__TASK TO COMPLETE__: Scan the entries that follow for the word "await", then report every line in which it appears.

(EXTRACTED RECORDS)

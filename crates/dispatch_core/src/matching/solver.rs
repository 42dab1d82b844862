//! Assignment Solver (S6 strict pass). Builds a D×C cost matrix with
//! BIG_M-masked infeasible cells and solves a rectangular minimum-weight
//! assignment, grounded directly on
//! `sim_core::matching::hungarian::{I64Weights, HungarianMatching}`'s use
//! of `pathfinding::kuhn_munkres` — the same dependency, the same
//! dense-matrix + scale-to-i64 + smaller-set-as-rows pattern, generalised
//! from rider/driver matching to driver/cluster matching and from a
//! maximize-score convention to a minimize-cost one (costs are negated
//! before the call, since `kuhn_munkres` maximises).

use chrono::{DateTime, Utc};
use pathfinding::kuhn_munkres::{kuhn_munkres, Weights};

use crate::config::{AssignmentConfig, KitchenConfig};
use crate::error::DeferralReason;
use crate::models::{Cluster, ClusterDeferral, Driver, DriverAssignment};

use super::cost::{evaluate_pair, PairEvaluation};
use super::profile::AssignmentProfile;

const SCALE: f64 = 1_000_000.0;

struct I64Weights(Vec<Vec<i64>>);

impl Weights<i64> for I64Weights {
    fn rows(&self) -> usize {
        self.0.len()
    }

    fn columns(&self) -> usize {
        self.0.first().map_or(0, |r| r.len())
    }

    fn at(&self, row: usize, col: usize) -> i64 {
        self.0[row][col]
    }

    fn neg(&self) -> Self {
        I64Weights(
            self.0
                .iter()
                .map(|r| r.iter().map(|&x| x.saturating_neg()).collect())
                .collect(),
        )
    }
}

pub struct StrictAssignmentResult {
    pub assignments: Vec<DriverAssignment>,
    pub deferrals: Vec<ClusterDeferral>,
    /// Drivers left idle after this pass, in original input order.
    pub remaining_drivers: Vec<Driver>,
}

/// Solves an assignment pass over the given drivers and clusters (clusters
/// are expected pre-sorted by `earliest_delivery_time`, per spec.md §4.6).
/// Shared by the strict pass and each relaxation round: profiles are
/// passed in explicitly so the relaxation controller can mutate them
/// between rounds without this function knowing about rounds at all.
pub fn solve_with_profiles(
    drivers: &[Driver],
    clusters: &[Cluster],
    kitchen: &KitchenConfig,
    assignment_config: &AssignmentConfig,
    profiles: &[AssignmentProfile],
    now: DateTime<Utc>,
) -> StrictAssignmentResult {
    if drivers.is_empty() {
        return StrictAssignmentResult {
            assignments: Vec::new(),
            deferrals: clusters
                .iter()
                .map(|c| ClusterDeferral {
                    cluster_id: c.id.clone(),
                    reason: DeferralReason::NoDriversAvailable,
                })
                .collect(),
            remaining_drivers: Vec::new(),
        };
    }
    if clusters.is_empty() {
        return StrictAssignmentResult {
            assignments: Vec::new(),
            deferrals: Vec::new(),
            remaining_drivers: drivers.to_vec(),
        };
    }

    let mut evaluations: Vec<Vec<PairEvaluation>> = Vec::with_capacity(drivers.len());
    let mut max_finite_cost = 0.0_f64;
    for driver in drivers {
        let mut row = Vec::with_capacity(clusters.len());
        for (cluster, profile) in clusters.iter().zip(profiles) {
            let evaluation = evaluate_pair(
                driver,
                cluster,
                kitchen,
                profile,
                assignment_config.time_for_payment_secs,
                now,
            );
            if let PairEvaluation::Feasible { cost } = &evaluation {
                max_finite_cost = max_finite_cost.max(*cost);
            }
            row.push(evaluation);
        }
        evaluations.push(row);
    }

    let has_any_feasible = evaluations
        .iter()
        .any(|row| row.iter().any(|e| matches!(e, PairEvaluation::Feasible { .. })));

    if !has_any_feasible {
        return StrictAssignmentResult {
            assignments: Vec::new(),
            deferrals: clusters
                .iter()
                .zip(evaluations.iter().map(|_| ()))
                .map(|(c, _)| ClusterDeferral {
                    cluster_id: c.id.clone(),
                    reason: first_reason(&evaluations, clusters, c),
                })
                .collect(),
            remaining_drivers: drivers.to_vec(),
        };
    }

    let big_m = (1.0_f64.max(max_finite_cost)) * 1_000_000.0;

    // Kuhn-Munkres requires rows <= columns; use the smaller dimension as
    // rows, the way sim_core's HungarianMatching orients its matrix.
    let drivers_as_rows = drivers.len() <= clusters.len();
    let (rows, cols) = if drivers_as_rows {
        (drivers.len(), clusters.len())
    } else {
        (clusters.len(), drivers.len())
    };

    let mut matrix = vec![vec![0i64; cols]; rows];
    for d in 0..drivers.len() {
        for c in 0..clusters.len() {
            let cost = match &evaluations[d][c] {
                PairEvaluation::Feasible { cost } => *cost,
                PairEvaluation::Infeasible { .. } => big_m,
            };
            let weight = to_weight(cost);
            if drivers_as_rows {
                matrix[d][c] = weight;
            } else {
                matrix[c][d] = weight;
            }
        }
    }

    let weights = I64Weights(matrix);
    let (_total, raw_assignment) = kuhn_munkres(&weights);

    let mut assigned_driver = vec![false; drivers.len()];
    let mut assigned_cluster = vec![false; clusters.len()];
    let mut assignments = Vec::new();

    for (row_idx, &col_idx) in raw_assignment.iter().enumerate() {
        let (driver_idx, cluster_idx) = if drivers_as_rows {
            (row_idx, col_idx)
        } else {
            (col_idx, row_idx)
        };
        if driver_idx >= drivers.len() || cluster_idx >= clusters.len() {
            continue;
        }
        let weight = weights.at(row_idx, col_idx);
        let cost = from_weight(weight);
        // Forced BIG_M placeholder: not a real assignment.
        if cost >= big_m / 2.0 {
            continue;
        }
        assigned_driver[driver_idx] = true;
        assigned_cluster[cluster_idx] = true;
        assignments.push(DriverAssignment {
            driver_id: drivers[driver_idx].id,
            cluster_id: clusters[cluster_idx].id.clone(),
            cost,
            relaxation_log: profiles[cluster_idx].log.clone(),
        });
    }

    let mut deferrals = Vec::new();
    for (idx, cluster) in clusters.iter().enumerate() {
        if assigned_cluster[idx] {
            continue;
        }
        deferrals.push(ClusterDeferral {
            cluster_id: cluster.id.clone(),
            reason: first_reason(&evaluations, clusters, cluster),
        });
    }

    let remaining_drivers = drivers
        .iter()
        .enumerate()
        .filter(|(idx, _)| !assigned_driver[*idx])
        .map(|(_, d)| d.clone())
        .collect();

    StrictAssignmentResult {
        assignments,
        deferrals,
        remaining_drivers,
    }
}

/// The motivation recorded for a deferred cluster: the first infeasibility
/// reason encountered across all drivers, or "No driver available" if
/// every driver was feasible but the matrix shape (D<C) left it unpicked.
fn first_reason(evaluations: &[Vec<PairEvaluation>], clusters: &[Cluster], cluster: &Cluster) -> DeferralReason {
    let cluster_idx = clusters.iter().position(|c| c.id == cluster.id).unwrap_or(0);
    for row in evaluations {
        if let Some(PairEvaluation::Infeasible { reason }) = row.get(cluster_idx) {
            return reason.clone();
        }
    }
    DeferralReason::NoDriverAvailable
}

fn to_weight(cost: f64) -> i64 {
    let w = -cost * SCALE;
    if w >= i64::MAX as f64 {
        i64::MAX
    } else if w <= i64::MIN as f64 {
        i64::MIN
    } else {
        w as i64
    }
}

fn from_weight(weight: i64) -> f64 {
    -(weight as f64) / SCALE
}

#[cfg(test)]
mod tests {
    use super::*;
    use crate::config::KitchenConfig;
    use crate::geo::Coordinate;
    use crate::route_planner::compute_cluster_route;
    use crate::route_provider::InMemoryRouteProvider;
    use crate::test_support::fixtures::{depot_at, driver_at, order_at};
    use chrono::Duration as ChronoDuration;

    async fn routed_cluster(id: i64, coordinate: Coordinate, now: DateTime<Utc>) -> Cluster {
        let provider = InMemoryRouteProvider::default();
        let depot = depot_at(Coordinate::new(0.0, 0.0));
        let mut orders = vec![order_at(id, coordinate, now + ChronoDuration::hours(1))];
        let route = compute_cluster_route(&mut orders, &depot, &provider).await.unwrap();
        let mut cluster = Cluster::new(now, orders);
        cluster.cluster_route = Some(route);
        cluster
    }

    #[tokio::test]
    async fn assigns_a_single_driver_to_a_single_feasible_cluster() {
        let now = Utc::now();
        let kitchen = KitchenConfig::default();
        let assignment_config = AssignmentConfig::default();
        let cluster = routed_cluster(1, Coordinate::new(0.001, 0.001), now).await;
        let profile = AssignmentProfile::from_config(&assignment_config);
        let driver = driver_at(1, Coordinate::new(0.0, 0.0));

        let result = solve_with_profiles(&[driver], &[cluster.clone()], &kitchen, &assignment_config, &[profile], now);

        assert_eq!(result.assignments.len(), 1);
        assert_eq!(result.assignments[0].cluster_id, cluster.id);
        assert_eq!(result.assignments[0].driver_id, 1);
        assert!(result.deferrals.is_empty());
        assert!(result.remaining_drivers.is_empty());
    }

    #[tokio::test]
    async fn no_drivers_defers_every_cluster_as_no_drivers_available() {
        let now = Utc::now();
        let kitchen = KitchenConfig::default();
        let assignment_config = AssignmentConfig::default();
        let cluster = routed_cluster(1, Coordinate::new(0.001, 0.001), now).await;
        let profile = AssignmentProfile::from_config(&assignment_config);

        let result = solve_with_profiles(&[], &[cluster.clone()], &kitchen, &assignment_config, &[profile], now);

        assert!(result.assignments.is_empty());
        assert_eq!(result.deferrals.len(), 1);
        assert_eq!(result.deferrals[0].reason, DeferralReason::NoDriversAvailable);
    }

    #[tokio::test]
    async fn picks_the_cheaper_cluster_when_drivers_are_scarce() {
        let now = Utc::now();
        let kitchen = KitchenConfig::default();
        let assignment_config = AssignmentConfig::default();
        let near = routed_cluster(1, Coordinate::new(0.001, 0.001), now).await;
        let far = routed_cluster(2, Coordinate::new(0.2, 0.2), now).await;
        let profiles = vec![
            AssignmentProfile::from_config(&assignment_config),
            AssignmentProfile::from_config(&assignment_config),
        ];
        let driver = driver_at(1, Coordinate::new(0.0, 0.0));

        let result = solve_with_profiles(
            &[driver],
            &[near.clone(), far.clone()],
            &kitchen,
            &assignment_config,
            &profiles,
            now,
        );

        assert_eq!(result.assignments.len(), 1);
        assert_eq!(result.assignments[0].cluster_id, near.id);
        assert_eq!(result.deferrals.len(), 1);
        assert_eq!(result.deferrals[0].cluster_id, far.id);
    }

    #[tokio::test]
    async fn a_cluster_breaching_hotness_is_deferred_with_the_right_reason() {
        let now = Utc::now();
        let kitchen = KitchenConfig::default();
        // A route duration this tiny driver distance can't possibly satisfy.
        let assignment_config = AssignmentConfig {
            max_hotness_minutes: 0,
            ..AssignmentConfig::default()
        };
        let cluster = routed_cluster(1, Coordinate::new(0.05, 0.05), now).await;
        let profile = AssignmentProfile::from_config(&assignment_config);
        let driver = driver_at(1, Coordinate::new(0.0, 0.0));

        let result = solve_with_profiles(&[driver], &[cluster.clone()], &kitchen, &assignment_config, &[profile], now);

        assert!(result.assignments.is_empty());
        assert_eq!(result.deferrals.len(), 1);
        assert_eq!(result.deferrals[0].reason, DeferralReason::HotnessConstraintNotMet);
    }
}
//! Time Bucketing (S2). Grounded on
//! `orders_optimizer.py::cluster_orders_by_time_window`'s exact
//! minute-flooring: `.replace(minute=(minute//window)*window, second=0,
//! microsecond=0)`.

use chrono::{DateTime, Timelike, Utc};
use indexmap::IndexMap;

use crate::models::Order;

/// Floors `desired_delivery_time` to the nearest multiple of
/// `window_minutes` (minute field only; hour/day untouched, seconds and
/// subseconds zeroed).
pub fn bucket_timestamp(timestamp: DateTime<Utc>, window_minutes: i64) -> DateTime<Utc> {
    let minute = timestamp.minute() as i64;
    let floored_minute = (minute / window_minutes) * window_minutes;
    timestamp
        .with_minute(floored_minute as u32)
        .expect("floored minute is in range")
        .with_second(0)
        .expect("second 0 is valid")
        .with_nanosecond(0)
        .expect("nanosecond 0 is valid")
}

/// Groups orders by quantised desired delivery time, preserving bucket
/// insertion order (first order seen for a bucket determines its
/// position).
pub fn bucket_orders(orders: &[Order], window_minutes: i64) -> IndexMap<DateTime<Utc>, Vec<Order>> {
    let mut buckets: IndexMap<DateTime<Utc>, Vec<Order>> = IndexMap::new();
    for order in orders {
        let key = bucket_timestamp(order.desired_delivery_time, window_minutes);
        buckets.entry(key).or_default().push(order.clone());
    }
    buckets
}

(End EXTRACTED RECORDS)

__WRITTEN RESPONSE__:
        let route = compute_cluster_route(&mut orders, &depot, &provider).await.unwrap();
        let cluster = routed_cluster(1, Coordinate::new(0.001, 0.001), now).await;
        let cluster = routed_cluster(1, Coordinate::new(0.001, 0.001), now).await;
        let near = routed_cluster(1, Coordinate::new(0.001, 0.001), now).await;
        let far = routed_cluster(2, Coordinate::new(0.2, 0.2), now).await;
        let cluster = routed_cluster(1, Coordinate::new(0.05, 0.05), now).await;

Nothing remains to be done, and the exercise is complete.